Censura della rete, crisi in Cina?

Censura della rete, crisi in Cina?

Per la prima volta decine di accademici e professori si uniscono ad altre decine di avvocati e artisti in un appello al Governo contro i recenti arresti. Si incrina l'ostentata sicurezza del regime pechinese
Per la prima volta decine di accademici e professori si uniscono ad altre decine di avvocati e artisti in un appello al Governo contro i recenti arresti. Si incrina l'ostentata sicurezza del regime pechinese

Roma – Sarebbe ingenuo pensare che tutto possa cambiare in un giorno o in un mese ma solleva enorme attenzione il fatto che contro le censure cinesi alla libera espressione in rete stia maturando nella stessa Cina un dissenso che va ben oltre quello da sempre dimostrato dagli studenti filodemocratici. Non accadeva davvero da molto tempo che al Governo pechinese venisse recapitato un appello di decine e decine di nomi notissimi della società e della cultura cinese, un appello che chiede l’immediata cessazione di un internet crackdown pesantissimo ai danni della libertà di parola.

Nelle scorse ore un nutrito gruppo di più di 40 professori e accademici ha aggiunto le proprie firme e la propria autorevolezza ai quasi 60 artisti, avvocati e altri scienziati che nei giorni scorsi hanno inviato una lettera aperta a Wen Jiabao , il premier pechinese.

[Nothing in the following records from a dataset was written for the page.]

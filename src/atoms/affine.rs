//! Linear atoms and operator overloading.
//!
//! Operators work on `Binary`, `QuadExpr` and `f64` operands in any owned or
//! borrowed combination, so models read like the math:
//!
//! ```
//! use cqmrust::prelude::*;
//!
//! let x = binary("x");
//! let y = binary("y");
//! let e = 3.0 * &x - &y + 1.0;
//! assert_eq!(e.linear("x"), 3.0);
//! assert_eq!(e.linear("y"), -1.0);
//! assert_eq!(e.offset(), 1.0);
//! ```

use std::iter::Sum;
use std::ops::{Add, AddAssign, Mul, Neg, Sub, SubAssign};

use crate::error::{CqmError, Result};
use crate::expr::{Binary, QuadExpr};

// ============================================================================
// Operator overloading
// ============================================================================

impl Neg for QuadExpr {
    type Output = QuadExpr;

    fn neg(mut self) -> QuadExpr {
        self.scale(-1.0);
        self
    }
}

impl Neg for &QuadExpr {
    type Output = QuadExpr;

    fn neg(self) -> QuadExpr {
        -self.clone()
    }
}

impl Neg for Binary {
    type Output = QuadExpr;

    fn neg(self) -> QuadExpr {
        -QuadExpr::from(self)
    }
}

impl Neg for &Binary {
    type Output = QuadExpr;

    fn neg(self) -> QuadExpr {
        -QuadExpr::from(self)
    }
}

impl<T: Into<QuadExpr>> AddAssign<T> for QuadExpr {
    fn add_assign(&mut self, rhs: T) {
        self.add_expr(&rhs.into());
    }
}

impl<T: Into<QuadExpr>> SubAssign<T> for QuadExpr {
    fn sub_assign(&mut self, rhs: T) {
        let rhs: QuadExpr = rhs.into();
        self.add_expr(&-rhs);
    }
}

impl<T: Into<QuadExpr>> Add<T> for QuadExpr {
    type Output = QuadExpr;

    fn add(mut self, rhs: T) -> QuadExpr {
        self += rhs;
        self
    }
}

impl<T: Into<QuadExpr>> Add<T> for &QuadExpr {
    type Output = QuadExpr;

    fn add(self, rhs: T) -> QuadExpr {
        self.clone() + rhs
    }
}

impl<T: Into<QuadExpr>> Add<T> for Binary {
    type Output = QuadExpr;

    fn add(self, rhs: T) -> QuadExpr {
        QuadExpr::from(self) + rhs
    }
}

impl<T: Into<QuadExpr>> Add<T> for &Binary {
    type Output = QuadExpr;

    fn add(self, rhs: T) -> QuadExpr {
        QuadExpr::from(self) + rhs
    }
}

impl<T: Into<QuadExpr>> Sub<T> for QuadExpr {
    type Output = QuadExpr;

    fn sub(mut self, rhs: T) -> QuadExpr {
        self -= rhs;
        self
    }
}

impl<T: Into<QuadExpr>> Sub<T> for &QuadExpr {
    type Output = QuadExpr;

    fn sub(self, rhs: T) -> QuadExpr {
        self.clone() - rhs
    }
}

impl<T: Into<QuadExpr>> Sub<T> for Binary {
    type Output = QuadExpr;

    fn sub(self, rhs: T) -> QuadExpr {
        QuadExpr::from(self) - rhs
    }
}

impl<T: Into<QuadExpr>> Sub<T> for &Binary {
    type Output = QuadExpr;

    fn sub(self, rhs: T) -> QuadExpr {
        QuadExpr::from(self) - rhs
    }
}

// Scalar multiplication
impl Mul<f64> for QuadExpr {
    type Output = QuadExpr;

    fn mul(mut self, rhs: f64) -> QuadExpr {
        self.scale(rhs);
        self
    }
}

impl Mul<f64> for &QuadExpr {
    type Output = QuadExpr;

    fn mul(self, rhs: f64) -> QuadExpr {
        self.clone() * rhs
    }
}

impl Mul<f64> for Binary {
    type Output = QuadExpr;

    fn mul(self, rhs: f64) -> QuadExpr {
        QuadExpr::from(self) * rhs
    }
}

impl Mul<f64> for &Binary {
    type Output = QuadExpr;

    fn mul(self, rhs: f64) -> QuadExpr {
        QuadExpr::from(self) * rhs
    }
}

// Binary products are always quadratic.
impl Mul<&Binary> for &Binary {
    type Output = QuadExpr;

    fn mul(self, rhs: &Binary) -> QuadExpr {
        let mut e = QuadExpr::zero();
        e.add_quadratic(self.label(), rhs.label(), 1.0);
        e
    }
}

impl Mul<Binary> for Binary {
    type Output = QuadExpr;

    fn mul(self, rhs: Binary) -> QuadExpr {
        &self * &rhs
    }
}

macro_rules! impl_scalar_lhs {
    ($($t:ty),*) => {
        $(
            impl Add<$t> for f64 {
                type Output = QuadExpr;

                fn add(self, rhs: $t) -> QuadExpr {
                    QuadExpr::from(rhs) + self
                }
            }

            impl Sub<$t> for f64 {
                type Output = QuadExpr;

                fn sub(self, rhs: $t) -> QuadExpr {
                    -QuadExpr::from(rhs) + self
                }
            }

            impl Mul<$t> for f64 {
                type Output = QuadExpr;

                fn mul(self, rhs: $t) -> QuadExpr {
                    QuadExpr::from(rhs) * self
                }
            }
        )*
    };
}

impl_scalar_lhs!(QuadExpr, &QuadExpr, Binary, &Binary);

impl Sum<QuadExpr> for QuadExpr {
    fn sum<I: Iterator<Item = QuadExpr>>(iter: I) -> QuadExpr {
        quicksum(iter)
    }
}

impl<'a> Sum<&'a QuadExpr> for QuadExpr {
    fn sum<I: Iterator<Item = &'a QuadExpr>>(iter: I) -> QuadExpr {
        quicksum(iter)
    }
}

impl Sum<Binary> for QuadExpr {
    fn sum<I: Iterator<Item = Binary>>(iter: I) -> QuadExpr {
        quicksum(iter)
    }
}

impl<'a> Sum<&'a Binary> for QuadExpr {
    fn sum<I: Iterator<Item = &'a Binary>>(iter: I) -> QuadExpr {
        quicksum(iter)
    }
}

// ============================================================================
// Linear atom functions
// ============================================================================

/// Sum of terms, accumulated in place.
pub fn quicksum<I, T>(terms: I) -> QuadExpr
where
    I: IntoIterator<Item = T>,
    T: Into<QuadExpr>,
{
    let mut total = QuadExpr::zero();
    for term in terms {
        total += term;
    }
    total
}

/// Weighted sum `sum_i coeffs[i] * vars[i]`.
pub fn dot(coeffs: &[f64], vars: &[Binary]) -> Result<QuadExpr> {
    if coeffs.len() != vars.len() {
        return Err(CqmError::ShapeMismatch {
            expected: format!("{} coefficients", vars.len()),
            got: format!("{}", coeffs.len()),
        });
    }
    let mut total = QuadExpr::zero();
    for (var, &c) in vars.iter().zip(coeffs) {
        total.add_linear(var.label(), c);
    }
    Ok(total)
}

#[cfg(test)]
mod tests {
    use super::*;
    use crate::expr::{binaries, binary};

    #[test]
    fn test_add_and_sub() {
        let x = binary("x");
        let y = binary("y");
        let e = &x + &y - 2.0;
        assert_eq!(e.linear("x"), 1.0);
        assert_eq!(e.linear("y"), 1.0);
        assert_eq!(e.offset(), -2.0);

        let e = 5.0 - &x;
        assert_eq!(e.linear("x"), -1.0);
        assert_eq!(e.offset(), 5.0);
    }

    #[test]
    fn test_scalar_mul_both_sides() {
        let x = binary("x");
        assert_eq!((&x * 2.0).linear("x"), 2.0);
        assert_eq!((2.0 * &x).linear("x"), 2.0);
        assert_eq!((-(&x * 3.0)).linear("x"), -3.0);
    }

    #[test]
    fn test_binary_product() {
        let x = binary("x");
        let y = binary("y");
        let e = &x * &y;
        assert_eq!(e.quadratic("x", "y"), 1.0);
        assert_eq!(e.degree(), 2);

        let sq = &x * &x;
        assert_eq!(sq.linear("x"), 1.0);
        assert!(sq.is_linear());
    }

    #[test]
    fn test_sum_of_binaries() {
        let vars = binaries(["a", "b", "c"]);
        let s: QuadExpr = vars.iter().sum();
        for v in &vars {
            assert_eq!(s.linear(v.label()), 1.0);
        }
        assert_eq!(s.num_variables(), 3);
    }

    #[test]
    fn test_quicksum_mixed_terms() {
        let vars = binaries(["a", "b"]);
        let s = quicksum(vars.iter().enumerate().map(|(i, v)| v * (i as f64 + 1.0)));
        assert_eq!(s.linear("a"), 1.0);
        assert_eq!(s.linear("b"), 2.0);
    }

    #[test]
    fn test_dot() {
        let vars = binaries(["a", "b"]);
        let e = dot(&[3.0, -1.0], &vars).unwrap();
        assert_eq!(e.linear("a"), 3.0);
        assert_eq!(e.linear("b"), -1.0);
    }

    #[test]
    fn test_dot_length_mismatch() {
        let vars = binaries(["a", "b"]);
        assert!(matches!(
            dot(&[1.0], &vars),
            Err(CqmError::ShapeMismatch { .. })
        ));
    }
}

Nella lettera si bollano come “assurdi” e “illegali” i ripetuti recenti arresti che nelle ultime cinque settimane hanno visto letteralmente sparire dalle loro abitazioni nove persone, perlopiù giovani studenti che hanno detto quello che pensavano su internet. Le critiche al governo sono come noto prese estremamente sul serio dal regime e, a parte qualche caso fortunato, ai dissidenti non vengono risparmiati lunghi anni di galera.

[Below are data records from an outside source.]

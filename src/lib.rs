//! # cqmrust
//!
//! Constrained quadratic models (CQMs) over binary variables.
//!
//! cqmrust provides a small modeling layer: binary variables, quadratic
//! expressions built with ordinary operators, labelled comparison
//! constraints, and a model type that can be handed to any sampler
//! implementing [`solver::CqmSampler`].
//!
//! ## Quick Start
//!
//! ```
//! use cqmrust::prelude::*;
//!
//! let stocks = binaries(["s_A", "s_B", "s_C"]);
//! let returns = [0.02, 0.05, 0.03];
//! let price = [10.0, 40.0, 25.0];
//!
//! let mut cqm = ConstrainedQuadraticModel::new();
//! cqm.add_constraint(quicksum(&stocks).equals(2.0), Some("choose k stocks"))?;
//! cqm.set_objective(-dot(&returns, &stocks)?);
//! cqm.add_constraint(dot(&price, &stocks)?.leq(50.0), Some("budget_limitation"))?;
//!
//! let sampleset = ExactCqmSolver::new().sample_cqm(&cqm, &Settings::default())?;
//! let best = sampleset.feasible().first()?.clone();
//! assert!((best.energy + 0.07).abs() < 1e-12);
//! # Ok::<(), cqmrust::CqmError>(())
//! ```
//!
//! ## Model conventions
//!
//! - The objective is always **minimized**; maximize `f` by minimizing `-f`
//! - Constraint constants are moved to the right-hand side
//! - Variables are registered in order of first appearance
//! - Constraint labels are unique within a model
//!
//! ## Architecture
//!
//! - **Expressions** (`expr`, `atoms`): sparse linear and quadratic biases
//! - **Constraints** (`constraints`): `==`, `<=`, `>=` against a constant
//! - **Model** (`model`): objective + labelled constraints
//! - **Samplers** (`solver`): the `CqmSampler` trait and an exhaustive
//!   reference sampler
//! - **Results** (`sampleset`): energy-ordered records with feasibility
//! - **Stock selection** (`portfolio`, `stats`): the driver's formulation and
//!   the statistics it needs

pub mod atoms;
pub mod constraints;
pub mod error;
pub mod expr;
pub mod model;
pub mod portfolio;
pub mod sampleset;
pub mod solver;
pub mod stats;

/// Prelude module for convenient imports.
///
/// ```
/// use cqmrust::prelude::*;
/// ```
pub mod prelude {
    // Expression types
    pub use crate::expr::{binaries, binary, prefixed_binaries, Binary, QuadExpr};

    // Atoms
    pub use crate::atoms::{dot, quad_form, quicksum};

    // Constraints
    pub use crate::constraints::{Comparison, ConstraintExt, Sense};

    // Model
    pub use crate::model::{ConstrainedQuadraticModel, LabelledConstraint, DEFAULT_ATOL};

    // Samplers and results
    pub use crate::sampleset::{Sample, SampleRecord, SampleSet};
    pub use crate::solver::{CqmSampler, ExactCqmSolver, Settings};

    // Errors
    pub use crate::error::{CqmError, Result};
}

// Re-export main types at crate root
pub use error::{CqmError, Result};
pub use model::ConstrainedQuadraticModel;
pub use sampleset::SampleSet;
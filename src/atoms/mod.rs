//! Atom functions for building expressions.
//!
//! - **Linear atoms**: operator overloading, `quicksum`, `dot`
//! - **Quadratic atoms**: `quad_form`

pub mod affine;
pub mod quadratic;

pub use affine::{dot, quicksum};
pub use quadratic::quad_form;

Wen Jiabao Il governo di Pechino si è reso conto negli anni scorsi, non senza una certa lungimiranza, che la crescita economica del paese era legata a doppio filo con lo sviluppo dell’informatizzazione e di internet. Ma ha tentato in ogni modo, fin qui, di limitarne il libero uso, temendo che la rete potesse (possa?) trasformarsi in un veicolo di dissenso. Per le sue attività di censura, il governo cinese è stato più volte accusato dagli osservatori internazionali.

Oggi in Cina si stimano che siano attivi quasi 70 milioni di utenti , molti dei quali si connettono da postazioni pubbliche, la maggioranza dei quali è al di sotto dei 35 anni. Persone che spesso, troppo spesso secondo i gerarchi del Partito comunista popolare, usano internet per dichiarare le proprie perplessità o la propria opposizione alle politiche di Stato. La notevole capacità di monitoraggio della rete consente alle autorità di perseguire i casi più eclatanti, ma la loro moltiplicazione inizia a rendere le cose ben difficili. Da qualche settimana è evidente che non ci sono solo le pressioni internazionali a creare problemi al regime ma anche forti pulsioni intestine.

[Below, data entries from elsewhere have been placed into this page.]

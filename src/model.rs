//! Constrained quadratic model definition.
//!
//! A `ConstrainedQuadraticModel` holds:
//! - An objective to minimize (a quadratic expression)
//! - A set of labelled comparison constraints
//!
//! ```
//! use cqmrust::prelude::*;
//!
//! let x = binary("x");
//! let y = binary("y");
//!
//! let mut cqm = ConstrainedQuadraticModel::new();
//! cqm.set_objective(-1.0 * &x - 2.0 * &y);
//! cqm.add_constraint((&x + &y).leq(1.0), Some("at most one")).unwrap();
//! assert_eq!(cqm.num_variables(), 2);
//! ```

use std::collections::{BTreeMap, HashMap};
use std::fmt;

use log::debug;
use serde::Serialize;

use crate::constraints::constraint::write_expr;
use crate::constraints::Comparison;
use crate::error::{CqmError, Result};
use crate::expr::QuadExpr;

/// Default absolute tolerance for feasibility checks.
pub const DEFAULT_ATOL: f64 = 1e-6;

/// A constraint together with its label.
#[derive(Debug, Clone, Serialize)]
pub struct LabelledConstraint {
    /// Unique label within the model.
    pub label: String,
    /// The comparison.
    pub comparison: Comparison,
}

/// A constrained quadratic model over binary variables.
///
/// The objective is always minimized; to maximize `f`, minimize `-f`.
#[derive(Debug, Clone, Default, Serialize)]
pub struct ConstrainedQuadraticModel {
    /// Variable labels in the order they were added.
    variables: Vec<String>,
    #[serde(skip)]
    index: HashMap<String, usize>,
    /// Objective to minimize.
    objective: QuadExpr,
    /// Constraints in insertion order.
    constraints: Vec<LabelledConstraint>,
}

impl ConstrainedQuadraticModel {
    /// Create an empty model.
    pub fn new() -> Self {
        Self::default()
    }

    /// Add a variable to the model. Adding an existing label is a no-op.
    ///
    /// Returns the variable's position.
    pub fn add_variable(&mut self, label: &str) -> usize {
        if let Some(&i) = self.index.get(label) {
            return i;
        }
        let i = self.variables.len();
        self.variables.push(label.to_string());
        self.index.insert(label.to_string(), i);
        i
    }

    fn add_variables_from(&mut self, expr: &QuadExpr) {
        for label in expr.variables() {
            self.add_variable(label);
        }
    }

    /// Set (replace) the objective.
    pub fn set_objective(&mut self, objective: impl Into<QuadExpr>) {
        let objective = objective.into();
        self.add_variables_from(&objective);
        debug!(
            "objective set: {} variables, {} interactions",
            objective.num_variables(),
            objective.num_interactions()
        );
        self.objective = objective;
    }

    /// Add a constraint.
    ///
    /// If `label` is `None` a fresh label of the form `c{n}` is generated.
    /// Returns the label used.
    ///
    /// # Errors
    ///
    /// Returns `CqmError::DuplicateLabel` if a constraint with the same label
    /// already exists.
    pub fn add_constraint(&mut self, comparison: Comparison, label: Option<&str>) -> Result<String> {
        let label = match label {
            Some(l) => {
                if self.constraint(l).is_some() {
                    return Err(CqmError::DuplicateLabel(l.to_string()));
                }
                l.to_string()
            }
            None => self.fresh_label(),
        };

        self.add_variables_from(&comparison.lhs);
        debug!("constraint '{}': {}", label, comparison);
        self.constraints.push(LabelledConstraint {
            label: label.clone(),
            comparison,
        });
        Ok(label)
    }

    fn fresh_label(&self) -> String {
        let mut n = self.constraints.len();
        loop {
            let label = format!("c{}", n);
            if self.constraint(&label).is_none() {
                return label;
            }
            n += 1;
        }
    }

    /// Variable labels in model order.
    pub fn variables(&self) -> &[String] {
        &self.variables
    }

    /// Number of variables.
    pub fn num_variables(&self) -> usize {
        self.variables.len()
    }

    /// Position of a variable in model order.
    pub fn variable_index(&self, label: &str) -> Option<usize> {
        self.index.get(label).copied()
    }

    /// The objective.
    pub fn objective(&self) -> &QuadExpr {
        &self.objective
    }

    /// All constraints in insertion order.
    pub fn constraints(&self) -> &[LabelledConstraint] {
        &self.constraints
    }

    /// Number of constraints.
    pub fn num_constraints(&self) -> usize {
        self.constraints.len()
    }

    /// Look up a constraint by label.
    pub fn constraint(&self, label: &str) -> Option<&Comparison> {
        self.constraints
            .iter()
            .find(|c| c.label == label)
            .map(|c| &c.comparison)
    }

    /// Remove a constraint by label.
    pub fn remove_constraint(&mut self, label: &str) -> Result<Comparison> {
        let pos = self
            .constraints
            .iter()
            .position(|c| c.label == label)
            .ok_or_else(|| CqmError::UnknownConstraint(label.to_string()))?;
        Ok(self.constraints.remove(pos).comparison)
    }

    /// Check if the objective and every constraint are linear.
    pub fn is_linear(&self) -> bool {
        self.objective.is_linear() && self.constraints.iter().all(|c| c.comparison.lhs.is_linear())
    }

    /// Objective value (energy) of a sample.
    pub fn objective_value(&self, sample: &BTreeMap<String, bool>) -> Result<f64> {
        self.objective.evaluate(sample)
    }

    /// Violation of each constraint on a sample, in constraint order.
    pub fn violations(&self, sample: &BTreeMap<String, bool>) -> Result<Vec<(String, f64)>> {
        self.constraints
            .iter()
            .map(|c| Ok((c.label.clone(), c.comparison.violation(sample)?)))
            .collect()
    }

    /// Check if every constraint is satisfied within `atol`.
    pub fn check_feasible(&self, sample: &BTreeMap<String, bool>, atol: f64) -> Result<bool> {
        Ok(self.violations(sample)?.iter().all(|(_, v)| *v <= atol))
    }

    /// Evaluate a state aligned with `variables()`.
    ///
    /// Returns the energy and, per constraint, whether it is satisfied
    /// within `atol`.
    pub fn evaluate_state(&self, state: &[bool], atol: f64) -> Result<(f64, Vec<bool>)> {
        if state.len() != self.variables.len() {
            return Err(CqmError::ShapeMismatch {
                expected: format!("{} values", self.variables.len()),
                got: format!("{}", state.len()),
            });
        }
        let lookup = |label: &str| self.index.get(label).map(|&i| state[i]);

        let energy = self.objective.evaluate_with(lookup)?;
        let satisfied = self
            .constraints
            .iter()
            .map(|c| {
                let lhs = c.comparison.lhs.evaluate_with(lookup)?;
                Ok(c.comparison.violation_of(lhs) <= atol)
            })
            .collect::<Result<Vec<_>>>()?;
        Ok((energy, satisfied))
    }
}

impl fmt::Display for ConstrainedQuadraticModel {
    fn fmt(&self, f: &mut fmt::Formatter<'_>) -> fmt::Result {
        f.write_str("Minimize\n  ")?;
        write_expr(f, &self.objective)?;
        f.write_str("\n\nSubject to\n")?;
        for c in &self.constraints {
            writeln!(f, "  {}: {}", c.label, c.comparison)?;
        }
        write!(f, "\nBinary\n  {}", self.variables.join(" "))
    }
}

#[cfg(test)]
mod tests {
    use super::*;
    use crate::constraints::ConstraintExt;
    use crate::expr::{binaries, binary};

    fn sample(pairs: &[(&str, bool)]) -> BTreeMap<String, bool> {
        pairs.iter().map(|(k, v)| (k.to_string(), *v)).collect()
    }

    #[test]
    fn test_variables_registered_in_order() {
        let vars = binaries(["b", "a", "c"]);
        let mut cqm = ConstrainedQuadraticModel::new();
        cqm.add_constraint((&vars[0] + &vars[1]).leq(1.0), None).unwrap();
        cqm.set_objective(&vars[2] + &vars[0]);
        assert_eq!(cqm.variables(), &["b", "a", "c"]);
    }

    #[test]
    fn test_duplicate_label_rejected() {
        let x = binary("x");
        let mut cqm = ConstrainedQuadraticModel::new();
        cqm.add_constraint(x.leq(1.0), Some("cap")).unwrap();
        let err = cqm.add_constraint(x.geq(0.0), Some("cap")).unwrap_err();
        assert!(matches!(err, CqmError::DuplicateLabel(l) if l == "cap"));
        assert_eq!(cqm.num_constraints(), 1);
    }

    #[test]
    fn test_generated_labels_do_not_collide() {
        let x = binary("x");
        let mut cqm = ConstrainedQuadraticModel::new();
        cqm.add_constraint(x.leq(1.0), Some("c1")).unwrap();
        let a = cqm.add_constraint(x.leq(1.0), None).unwrap();
        let b = cqm.add_constraint(x.leq(1.0), None).unwrap();
        assert_eq!(a, "c2");
        assert_eq!(b, "c3");
    }

    #[test]
    fn test_set_objective_replaces() {
        let x = binary("x");
        let y = binary("y");
        let mut cqm = ConstrainedQuadraticModel::new();
        cqm.set_objective(&x * 2.0);
        cqm.set_objective(&y * 3.0);
        assert_eq!(cqm.objective().linear("x"), 0.0);
        assert_eq!(cqm.objective().linear("y"), 3.0);
        // Variables stay registered.
        assert_eq!(cqm.num_variables(), 2);
    }

    #[test]
    fn test_feasibility() {
        let x = binary("x");
        let y = binary("y");
        let mut cqm = ConstrainedQuadraticModel::new();
        cqm.set_objective(-1.0 * &x - 1.0 * &y);
        cqm.add_constraint((&x + &y).equals(1.0), Some("one")).unwrap();

        let both = sample(&[("x", true), ("y", true)]);
        let one = sample(&[("x", true), ("y", false)]);
        assert!(!cqm.check_feasible(&both, DEFAULT_ATOL).unwrap());
        assert!(cqm.check_feasible(&one, DEFAULT_ATOL).unwrap());
        assert_eq!(cqm.objective_value(&both).unwrap(), -2.0);
        assert_eq!(cqm.violations(&both).unwrap(), vec![("one".to_string(), 1.0)]);
    }

    #[test]
    fn test_evaluate_state() {
        let x = binary("x");
        let y = binary("y");
        let mut cqm = ConstrainedQuadraticModel::new();
        cqm.set_objective(&x * 2.0 + &y);
        cqm.add_constraint(x.leq(0.0), None).unwrap();

        let (energy, sat) = cqm.evaluate_state(&[true, true], DEFAULT_ATOL).unwrap();
        assert_eq!(energy, 3.0);
        assert_eq!(sat, vec![false]);
        assert!(cqm.evaluate_state(&[true], DEFAULT_ATOL).is_err());
    }

    #[test]
    fn test_remove_constraint() {
        let x = binary("x");
        let mut cqm = ConstrainedQuadraticModel::new();
        cqm.add_constraint(x.leq(0.0), Some("a")).unwrap();
        assert!(cqm.remove_constraint("a").is_ok());
        assert!(matches!(
            cqm.remove_constraint("a"),
            Err(CqmError::UnknownConstraint(_))
        ));
    }

    #[test]
    fn test_is_linear() {
        let x = binary("x");
        let y = binary("y");
        let mut cqm = ConstrainedQuadraticModel::new();
        cqm.set_objective(&x + &y);
        assert!(cqm.is_linear());
        cqm.set_objective(&x * &y);
        assert!(!cqm.is_linear());
    }

    #[test]
    fn test_display() {
        let x = binary("x");
        let mut cqm = ConstrainedQuadraticModel::new();
        cqm.set_objective(-2.0 * &x);
        cqm.add_constraint(x.leq(1.0), Some("cap")).unwrap();
        let text = cqm.to_string();
        assert!(text.contains("-2*x"));
        assert!(text.contains("cap: x <= 1"));
    }
}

Nonostante tutto questo, per il momento le autorità cinesi preferiscono tacere. All’annuncio della lettera ha risposto finora il ministro degli Esteri che, attraverso un portavoce, ha fatto sapere che “tutte le azioni intraprese dalle autorità in Cina hanno seguìto le leggi cinesi”. Non sembra dunque esserci per ora spazio per un dibattito sulla questione con il patrocinio del Governo. Ma, dopo la lettera firmata da così tanti nomi di primo piano, qualcuno ritiene che la Cina del WTO, del nuovo mercato e della crescita economica non potrà ancora trascurare a lungo le istanze riformatrici e democratiche che si agitano al suo interno.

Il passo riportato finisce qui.